= Beginning of Section =
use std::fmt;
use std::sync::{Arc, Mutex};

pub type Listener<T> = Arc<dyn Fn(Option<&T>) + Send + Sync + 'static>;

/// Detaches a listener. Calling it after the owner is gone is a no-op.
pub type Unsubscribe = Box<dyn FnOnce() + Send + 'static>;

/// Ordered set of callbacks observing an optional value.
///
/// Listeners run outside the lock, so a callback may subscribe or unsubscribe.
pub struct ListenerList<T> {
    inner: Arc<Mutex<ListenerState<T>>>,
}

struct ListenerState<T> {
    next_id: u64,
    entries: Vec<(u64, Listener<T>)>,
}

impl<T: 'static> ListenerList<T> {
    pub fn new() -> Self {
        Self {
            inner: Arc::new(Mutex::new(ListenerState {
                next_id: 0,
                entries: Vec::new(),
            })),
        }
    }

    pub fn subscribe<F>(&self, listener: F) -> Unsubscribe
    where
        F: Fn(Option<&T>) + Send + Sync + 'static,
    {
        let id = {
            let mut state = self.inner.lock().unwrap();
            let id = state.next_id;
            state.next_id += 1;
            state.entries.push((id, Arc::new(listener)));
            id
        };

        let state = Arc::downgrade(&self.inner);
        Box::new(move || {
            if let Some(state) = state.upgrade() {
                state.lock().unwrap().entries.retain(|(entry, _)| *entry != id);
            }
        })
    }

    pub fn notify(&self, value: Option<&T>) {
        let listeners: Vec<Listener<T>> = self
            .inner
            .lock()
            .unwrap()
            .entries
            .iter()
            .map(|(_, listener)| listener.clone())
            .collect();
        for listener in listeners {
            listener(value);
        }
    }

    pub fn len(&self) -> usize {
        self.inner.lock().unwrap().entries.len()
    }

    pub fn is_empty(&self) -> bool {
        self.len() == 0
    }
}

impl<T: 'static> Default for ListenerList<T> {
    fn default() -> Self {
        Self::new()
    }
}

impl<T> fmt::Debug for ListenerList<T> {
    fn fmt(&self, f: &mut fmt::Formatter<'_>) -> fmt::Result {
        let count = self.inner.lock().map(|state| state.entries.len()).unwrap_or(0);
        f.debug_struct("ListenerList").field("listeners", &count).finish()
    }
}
= End of Section =
= Beginning of Section =
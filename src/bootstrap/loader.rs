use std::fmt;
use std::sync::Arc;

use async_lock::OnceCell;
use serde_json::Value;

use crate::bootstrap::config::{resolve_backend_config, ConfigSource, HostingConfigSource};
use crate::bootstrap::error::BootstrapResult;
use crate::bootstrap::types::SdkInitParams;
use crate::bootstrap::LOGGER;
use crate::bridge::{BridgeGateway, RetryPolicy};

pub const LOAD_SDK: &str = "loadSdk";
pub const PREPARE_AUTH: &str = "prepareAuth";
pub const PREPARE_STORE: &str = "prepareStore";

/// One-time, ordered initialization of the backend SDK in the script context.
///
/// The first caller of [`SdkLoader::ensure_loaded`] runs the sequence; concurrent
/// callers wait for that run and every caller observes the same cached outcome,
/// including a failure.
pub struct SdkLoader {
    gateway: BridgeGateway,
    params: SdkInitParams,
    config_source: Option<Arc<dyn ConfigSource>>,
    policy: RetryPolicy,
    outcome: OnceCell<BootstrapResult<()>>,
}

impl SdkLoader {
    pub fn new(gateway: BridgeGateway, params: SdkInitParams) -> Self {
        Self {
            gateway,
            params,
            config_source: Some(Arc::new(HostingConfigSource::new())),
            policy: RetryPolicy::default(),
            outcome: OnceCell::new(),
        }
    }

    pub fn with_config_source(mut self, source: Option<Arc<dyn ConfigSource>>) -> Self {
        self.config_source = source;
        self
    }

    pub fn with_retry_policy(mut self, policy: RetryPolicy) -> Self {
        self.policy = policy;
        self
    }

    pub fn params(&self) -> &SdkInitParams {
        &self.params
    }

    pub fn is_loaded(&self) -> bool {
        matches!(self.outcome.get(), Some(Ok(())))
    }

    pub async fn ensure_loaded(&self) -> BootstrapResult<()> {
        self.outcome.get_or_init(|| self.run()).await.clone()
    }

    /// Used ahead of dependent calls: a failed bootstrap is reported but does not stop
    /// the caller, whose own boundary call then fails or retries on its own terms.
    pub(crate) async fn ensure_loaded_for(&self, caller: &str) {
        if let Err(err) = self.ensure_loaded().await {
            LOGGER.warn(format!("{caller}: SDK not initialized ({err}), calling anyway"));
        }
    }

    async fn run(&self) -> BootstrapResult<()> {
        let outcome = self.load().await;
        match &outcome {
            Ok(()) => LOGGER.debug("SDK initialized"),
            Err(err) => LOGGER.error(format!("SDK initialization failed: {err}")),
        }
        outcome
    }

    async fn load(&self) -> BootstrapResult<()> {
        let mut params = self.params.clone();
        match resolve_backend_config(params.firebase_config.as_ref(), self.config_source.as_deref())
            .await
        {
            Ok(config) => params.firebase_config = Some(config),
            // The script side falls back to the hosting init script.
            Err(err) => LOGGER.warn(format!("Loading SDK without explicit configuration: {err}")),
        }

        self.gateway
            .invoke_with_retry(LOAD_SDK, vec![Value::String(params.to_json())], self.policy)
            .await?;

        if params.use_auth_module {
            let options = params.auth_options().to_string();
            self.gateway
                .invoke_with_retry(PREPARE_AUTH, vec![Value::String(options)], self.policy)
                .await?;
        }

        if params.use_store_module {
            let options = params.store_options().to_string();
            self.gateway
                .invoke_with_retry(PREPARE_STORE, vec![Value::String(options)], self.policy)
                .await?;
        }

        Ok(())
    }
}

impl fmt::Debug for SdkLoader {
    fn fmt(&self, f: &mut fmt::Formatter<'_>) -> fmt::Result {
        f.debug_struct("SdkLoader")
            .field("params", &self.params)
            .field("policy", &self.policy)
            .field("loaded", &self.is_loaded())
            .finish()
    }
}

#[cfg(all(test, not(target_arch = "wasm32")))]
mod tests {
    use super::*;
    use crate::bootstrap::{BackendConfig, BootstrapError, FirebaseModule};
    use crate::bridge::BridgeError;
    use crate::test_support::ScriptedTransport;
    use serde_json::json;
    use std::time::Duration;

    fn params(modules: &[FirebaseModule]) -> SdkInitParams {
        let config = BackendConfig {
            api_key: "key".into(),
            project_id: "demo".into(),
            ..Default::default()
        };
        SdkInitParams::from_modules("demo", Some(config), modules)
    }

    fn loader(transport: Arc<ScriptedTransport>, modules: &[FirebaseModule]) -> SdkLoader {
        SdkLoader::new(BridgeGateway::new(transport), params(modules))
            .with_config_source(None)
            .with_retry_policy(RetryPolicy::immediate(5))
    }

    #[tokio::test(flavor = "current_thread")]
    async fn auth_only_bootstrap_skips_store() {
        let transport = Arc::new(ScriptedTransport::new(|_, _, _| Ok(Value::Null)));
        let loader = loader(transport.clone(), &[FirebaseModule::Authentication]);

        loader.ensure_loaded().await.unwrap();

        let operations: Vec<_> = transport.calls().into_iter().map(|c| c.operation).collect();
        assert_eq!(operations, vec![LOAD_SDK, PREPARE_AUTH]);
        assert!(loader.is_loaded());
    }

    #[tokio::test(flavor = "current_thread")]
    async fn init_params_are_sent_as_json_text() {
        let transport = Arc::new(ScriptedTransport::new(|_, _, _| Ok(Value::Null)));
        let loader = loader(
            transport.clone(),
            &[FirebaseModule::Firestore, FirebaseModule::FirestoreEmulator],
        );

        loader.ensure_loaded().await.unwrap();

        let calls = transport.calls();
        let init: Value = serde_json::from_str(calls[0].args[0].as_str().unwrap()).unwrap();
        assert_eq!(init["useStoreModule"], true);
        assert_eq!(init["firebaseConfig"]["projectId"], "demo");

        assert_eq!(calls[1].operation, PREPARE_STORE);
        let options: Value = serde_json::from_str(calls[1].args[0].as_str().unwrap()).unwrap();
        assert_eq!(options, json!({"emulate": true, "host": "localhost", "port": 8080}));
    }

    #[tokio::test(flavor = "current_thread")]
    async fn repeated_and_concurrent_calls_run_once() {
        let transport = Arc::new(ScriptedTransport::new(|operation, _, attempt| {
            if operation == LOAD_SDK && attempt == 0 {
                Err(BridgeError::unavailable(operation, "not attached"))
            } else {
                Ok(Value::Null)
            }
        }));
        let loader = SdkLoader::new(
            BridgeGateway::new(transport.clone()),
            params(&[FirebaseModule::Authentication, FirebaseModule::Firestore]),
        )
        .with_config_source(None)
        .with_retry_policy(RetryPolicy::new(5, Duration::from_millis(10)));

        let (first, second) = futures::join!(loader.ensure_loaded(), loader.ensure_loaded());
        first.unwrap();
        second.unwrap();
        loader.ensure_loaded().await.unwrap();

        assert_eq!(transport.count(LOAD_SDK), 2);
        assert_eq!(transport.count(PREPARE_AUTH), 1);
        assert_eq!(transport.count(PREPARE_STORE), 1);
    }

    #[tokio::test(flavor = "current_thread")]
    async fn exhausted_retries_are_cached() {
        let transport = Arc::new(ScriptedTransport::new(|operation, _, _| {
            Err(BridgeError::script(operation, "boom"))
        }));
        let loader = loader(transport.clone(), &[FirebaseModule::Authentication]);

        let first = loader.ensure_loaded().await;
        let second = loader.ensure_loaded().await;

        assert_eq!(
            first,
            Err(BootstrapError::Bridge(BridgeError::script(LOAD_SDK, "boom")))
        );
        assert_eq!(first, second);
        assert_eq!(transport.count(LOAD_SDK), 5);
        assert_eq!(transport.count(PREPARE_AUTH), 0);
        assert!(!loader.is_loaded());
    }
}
= End of Section =
Please give the number of lines in the entries that contain the word "boom", and nothing besides it.

2